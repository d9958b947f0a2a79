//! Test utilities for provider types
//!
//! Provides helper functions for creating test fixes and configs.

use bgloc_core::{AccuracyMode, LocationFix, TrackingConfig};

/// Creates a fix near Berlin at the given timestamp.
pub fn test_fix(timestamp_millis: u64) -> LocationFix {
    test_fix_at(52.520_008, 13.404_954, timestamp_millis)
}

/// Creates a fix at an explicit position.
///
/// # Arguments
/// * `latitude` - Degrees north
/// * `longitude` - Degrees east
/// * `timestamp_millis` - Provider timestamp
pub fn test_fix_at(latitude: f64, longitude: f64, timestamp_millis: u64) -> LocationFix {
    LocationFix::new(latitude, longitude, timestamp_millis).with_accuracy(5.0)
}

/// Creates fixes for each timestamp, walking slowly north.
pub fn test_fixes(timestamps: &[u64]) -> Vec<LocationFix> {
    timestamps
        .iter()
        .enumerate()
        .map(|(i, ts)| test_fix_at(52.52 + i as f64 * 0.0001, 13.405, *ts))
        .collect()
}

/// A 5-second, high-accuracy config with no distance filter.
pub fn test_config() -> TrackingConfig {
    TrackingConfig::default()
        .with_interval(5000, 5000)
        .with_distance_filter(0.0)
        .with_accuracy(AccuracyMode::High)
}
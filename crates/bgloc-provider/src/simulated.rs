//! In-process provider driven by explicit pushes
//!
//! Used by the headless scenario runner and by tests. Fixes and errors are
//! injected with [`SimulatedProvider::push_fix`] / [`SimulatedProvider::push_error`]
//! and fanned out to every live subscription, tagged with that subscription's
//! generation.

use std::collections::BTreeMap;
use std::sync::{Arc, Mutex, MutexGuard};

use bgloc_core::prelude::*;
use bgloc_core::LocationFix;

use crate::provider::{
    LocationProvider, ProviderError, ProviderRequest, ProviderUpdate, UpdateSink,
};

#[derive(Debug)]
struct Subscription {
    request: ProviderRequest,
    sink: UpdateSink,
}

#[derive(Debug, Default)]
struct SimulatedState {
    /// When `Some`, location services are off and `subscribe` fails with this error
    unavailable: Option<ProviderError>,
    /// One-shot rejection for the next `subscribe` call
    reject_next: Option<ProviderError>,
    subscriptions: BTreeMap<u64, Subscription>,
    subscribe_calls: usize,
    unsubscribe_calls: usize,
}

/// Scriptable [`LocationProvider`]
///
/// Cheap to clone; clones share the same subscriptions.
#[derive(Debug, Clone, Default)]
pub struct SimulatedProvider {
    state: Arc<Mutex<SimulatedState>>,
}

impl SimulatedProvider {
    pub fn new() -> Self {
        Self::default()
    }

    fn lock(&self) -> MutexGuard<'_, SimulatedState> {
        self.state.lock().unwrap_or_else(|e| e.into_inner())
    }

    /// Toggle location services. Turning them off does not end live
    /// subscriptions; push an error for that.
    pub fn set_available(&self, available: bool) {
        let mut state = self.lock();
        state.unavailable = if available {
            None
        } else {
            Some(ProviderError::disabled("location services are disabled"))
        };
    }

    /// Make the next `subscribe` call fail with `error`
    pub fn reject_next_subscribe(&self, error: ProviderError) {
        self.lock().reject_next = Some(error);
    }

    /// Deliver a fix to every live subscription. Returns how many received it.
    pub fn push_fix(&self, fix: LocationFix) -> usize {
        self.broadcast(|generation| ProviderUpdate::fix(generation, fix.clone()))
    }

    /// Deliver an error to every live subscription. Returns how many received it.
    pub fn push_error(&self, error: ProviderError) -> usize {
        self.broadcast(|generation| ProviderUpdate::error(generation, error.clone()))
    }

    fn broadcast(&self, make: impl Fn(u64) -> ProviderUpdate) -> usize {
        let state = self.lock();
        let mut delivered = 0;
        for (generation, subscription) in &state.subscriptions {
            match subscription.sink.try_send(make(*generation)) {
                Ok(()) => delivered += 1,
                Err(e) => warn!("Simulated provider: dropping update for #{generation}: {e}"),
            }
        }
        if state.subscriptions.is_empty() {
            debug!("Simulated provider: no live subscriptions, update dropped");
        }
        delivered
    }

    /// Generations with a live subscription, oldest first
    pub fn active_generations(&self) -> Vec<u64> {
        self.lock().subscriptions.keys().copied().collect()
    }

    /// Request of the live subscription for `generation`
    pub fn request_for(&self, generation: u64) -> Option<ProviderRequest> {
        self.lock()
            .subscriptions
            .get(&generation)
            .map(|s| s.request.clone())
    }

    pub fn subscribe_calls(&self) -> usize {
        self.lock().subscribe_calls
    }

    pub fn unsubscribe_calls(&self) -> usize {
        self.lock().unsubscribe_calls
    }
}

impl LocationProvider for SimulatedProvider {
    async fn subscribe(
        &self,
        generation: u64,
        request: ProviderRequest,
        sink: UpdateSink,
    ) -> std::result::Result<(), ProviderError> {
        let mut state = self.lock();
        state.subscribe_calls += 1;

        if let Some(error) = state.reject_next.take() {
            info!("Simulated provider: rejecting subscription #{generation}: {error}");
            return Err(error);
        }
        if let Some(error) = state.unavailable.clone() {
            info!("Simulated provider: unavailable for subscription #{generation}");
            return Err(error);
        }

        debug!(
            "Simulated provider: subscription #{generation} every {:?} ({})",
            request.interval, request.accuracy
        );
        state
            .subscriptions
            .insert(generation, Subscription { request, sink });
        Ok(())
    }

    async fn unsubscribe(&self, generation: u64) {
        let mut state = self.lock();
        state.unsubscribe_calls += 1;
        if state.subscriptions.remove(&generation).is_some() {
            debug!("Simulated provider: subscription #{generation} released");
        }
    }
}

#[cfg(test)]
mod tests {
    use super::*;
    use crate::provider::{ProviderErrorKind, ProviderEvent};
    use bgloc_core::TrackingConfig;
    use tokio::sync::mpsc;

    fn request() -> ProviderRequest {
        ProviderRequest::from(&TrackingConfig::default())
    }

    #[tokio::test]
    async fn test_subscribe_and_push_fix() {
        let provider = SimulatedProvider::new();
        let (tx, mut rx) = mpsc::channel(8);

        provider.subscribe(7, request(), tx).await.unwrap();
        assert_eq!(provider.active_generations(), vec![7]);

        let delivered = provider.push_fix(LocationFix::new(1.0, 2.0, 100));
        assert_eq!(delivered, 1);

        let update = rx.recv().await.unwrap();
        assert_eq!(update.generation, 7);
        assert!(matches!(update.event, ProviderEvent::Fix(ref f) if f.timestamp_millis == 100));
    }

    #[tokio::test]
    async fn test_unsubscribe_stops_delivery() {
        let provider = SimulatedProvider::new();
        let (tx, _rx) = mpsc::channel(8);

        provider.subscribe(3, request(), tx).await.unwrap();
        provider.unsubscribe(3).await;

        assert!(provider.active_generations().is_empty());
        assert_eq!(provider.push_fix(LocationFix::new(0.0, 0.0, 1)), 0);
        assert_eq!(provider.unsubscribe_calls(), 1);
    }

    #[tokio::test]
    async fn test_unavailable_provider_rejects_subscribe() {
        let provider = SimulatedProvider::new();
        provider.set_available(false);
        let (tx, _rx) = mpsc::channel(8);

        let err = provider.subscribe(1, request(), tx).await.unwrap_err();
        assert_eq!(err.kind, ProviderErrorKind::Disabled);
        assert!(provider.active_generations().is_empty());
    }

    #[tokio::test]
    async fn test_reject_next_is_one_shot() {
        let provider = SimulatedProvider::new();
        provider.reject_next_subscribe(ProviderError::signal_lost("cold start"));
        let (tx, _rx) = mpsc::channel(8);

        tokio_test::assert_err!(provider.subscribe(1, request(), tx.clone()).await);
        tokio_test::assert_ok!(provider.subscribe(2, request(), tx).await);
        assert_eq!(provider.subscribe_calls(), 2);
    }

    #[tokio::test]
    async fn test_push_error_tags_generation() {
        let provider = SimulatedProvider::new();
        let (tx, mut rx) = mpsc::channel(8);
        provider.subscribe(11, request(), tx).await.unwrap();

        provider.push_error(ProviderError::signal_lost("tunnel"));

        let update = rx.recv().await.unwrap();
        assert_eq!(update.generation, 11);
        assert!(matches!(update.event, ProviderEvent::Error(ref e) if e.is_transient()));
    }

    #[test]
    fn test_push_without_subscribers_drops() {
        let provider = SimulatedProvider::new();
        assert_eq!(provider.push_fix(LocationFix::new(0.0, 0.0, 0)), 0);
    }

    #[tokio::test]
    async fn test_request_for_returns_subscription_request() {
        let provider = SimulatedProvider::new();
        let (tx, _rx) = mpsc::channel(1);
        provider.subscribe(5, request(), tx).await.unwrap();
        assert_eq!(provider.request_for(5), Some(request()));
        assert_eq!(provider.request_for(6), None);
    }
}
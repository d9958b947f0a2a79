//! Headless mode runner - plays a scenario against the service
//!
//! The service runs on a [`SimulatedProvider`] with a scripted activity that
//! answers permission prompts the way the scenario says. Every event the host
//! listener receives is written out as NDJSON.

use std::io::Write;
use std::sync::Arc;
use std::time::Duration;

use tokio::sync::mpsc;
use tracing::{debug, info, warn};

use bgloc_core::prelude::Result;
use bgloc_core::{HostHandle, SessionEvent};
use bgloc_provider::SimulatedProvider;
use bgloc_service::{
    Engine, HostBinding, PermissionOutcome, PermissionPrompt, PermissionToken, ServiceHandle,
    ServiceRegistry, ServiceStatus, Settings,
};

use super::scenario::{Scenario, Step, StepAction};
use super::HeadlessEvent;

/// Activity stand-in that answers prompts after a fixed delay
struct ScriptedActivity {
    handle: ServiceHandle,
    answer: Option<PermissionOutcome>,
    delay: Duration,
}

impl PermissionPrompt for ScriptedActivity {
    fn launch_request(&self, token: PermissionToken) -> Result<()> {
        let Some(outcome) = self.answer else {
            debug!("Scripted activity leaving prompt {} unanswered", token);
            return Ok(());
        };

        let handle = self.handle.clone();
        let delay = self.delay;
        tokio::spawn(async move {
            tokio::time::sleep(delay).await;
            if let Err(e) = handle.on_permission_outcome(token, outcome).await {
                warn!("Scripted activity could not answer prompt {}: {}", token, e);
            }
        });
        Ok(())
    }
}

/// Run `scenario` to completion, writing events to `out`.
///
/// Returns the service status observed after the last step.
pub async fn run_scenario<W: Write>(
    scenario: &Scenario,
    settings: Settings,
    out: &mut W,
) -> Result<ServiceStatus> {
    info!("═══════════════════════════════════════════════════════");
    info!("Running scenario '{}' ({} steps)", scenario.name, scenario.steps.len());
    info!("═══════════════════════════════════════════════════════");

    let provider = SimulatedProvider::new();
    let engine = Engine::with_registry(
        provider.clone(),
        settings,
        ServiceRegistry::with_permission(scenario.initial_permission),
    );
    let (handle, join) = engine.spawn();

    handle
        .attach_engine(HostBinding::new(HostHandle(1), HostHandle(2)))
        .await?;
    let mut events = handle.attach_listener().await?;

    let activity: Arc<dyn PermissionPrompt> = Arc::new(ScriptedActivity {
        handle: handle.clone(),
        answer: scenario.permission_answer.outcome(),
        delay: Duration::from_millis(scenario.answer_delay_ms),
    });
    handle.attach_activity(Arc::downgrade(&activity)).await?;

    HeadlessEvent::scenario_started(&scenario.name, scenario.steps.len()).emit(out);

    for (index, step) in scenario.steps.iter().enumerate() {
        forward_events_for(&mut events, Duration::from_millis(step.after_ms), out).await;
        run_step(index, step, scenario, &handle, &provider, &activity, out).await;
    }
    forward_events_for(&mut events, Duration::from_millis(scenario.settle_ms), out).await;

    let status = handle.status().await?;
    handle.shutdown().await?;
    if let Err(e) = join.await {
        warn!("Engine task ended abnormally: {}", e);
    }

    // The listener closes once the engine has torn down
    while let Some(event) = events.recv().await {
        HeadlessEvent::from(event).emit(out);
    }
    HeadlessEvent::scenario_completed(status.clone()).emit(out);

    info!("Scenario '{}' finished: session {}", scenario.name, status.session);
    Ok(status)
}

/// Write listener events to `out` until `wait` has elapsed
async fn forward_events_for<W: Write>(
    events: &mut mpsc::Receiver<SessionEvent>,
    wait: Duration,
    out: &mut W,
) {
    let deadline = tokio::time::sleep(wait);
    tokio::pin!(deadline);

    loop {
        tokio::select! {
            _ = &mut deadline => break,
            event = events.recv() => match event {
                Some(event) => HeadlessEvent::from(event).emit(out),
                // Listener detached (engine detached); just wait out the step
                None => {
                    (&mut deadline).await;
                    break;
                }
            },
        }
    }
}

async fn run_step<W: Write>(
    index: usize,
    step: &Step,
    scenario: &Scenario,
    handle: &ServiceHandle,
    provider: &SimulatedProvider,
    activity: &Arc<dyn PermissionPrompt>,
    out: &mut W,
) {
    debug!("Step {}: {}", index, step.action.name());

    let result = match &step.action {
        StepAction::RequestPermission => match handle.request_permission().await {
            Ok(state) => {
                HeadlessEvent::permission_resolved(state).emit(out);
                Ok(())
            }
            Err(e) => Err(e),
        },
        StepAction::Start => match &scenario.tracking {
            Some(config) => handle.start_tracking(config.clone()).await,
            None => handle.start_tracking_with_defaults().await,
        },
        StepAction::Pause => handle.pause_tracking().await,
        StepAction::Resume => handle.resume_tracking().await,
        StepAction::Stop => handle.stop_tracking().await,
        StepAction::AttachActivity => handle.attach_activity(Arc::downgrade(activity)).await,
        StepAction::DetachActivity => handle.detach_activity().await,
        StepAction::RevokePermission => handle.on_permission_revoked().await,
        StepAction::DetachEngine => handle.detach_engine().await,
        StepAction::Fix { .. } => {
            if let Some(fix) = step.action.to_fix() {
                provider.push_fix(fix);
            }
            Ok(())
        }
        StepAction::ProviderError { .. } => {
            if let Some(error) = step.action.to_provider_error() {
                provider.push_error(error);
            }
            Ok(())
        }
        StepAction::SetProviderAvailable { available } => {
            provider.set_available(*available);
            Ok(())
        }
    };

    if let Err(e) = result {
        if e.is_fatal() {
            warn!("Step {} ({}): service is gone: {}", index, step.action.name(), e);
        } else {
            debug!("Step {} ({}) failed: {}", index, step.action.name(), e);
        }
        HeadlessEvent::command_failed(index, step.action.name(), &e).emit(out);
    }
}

────────────────────

DIRECTIONS FOR THIS TASK:
Some lines in the material contain "recv". Show all of them.

OUTPUT OF THE EXERCISE:
        let update = rx.recv().await.unwrap();
        let update = rx.recv().await.unwrap();
    while let Some(event) = events.recv().await {
            event = events.recv() => match event {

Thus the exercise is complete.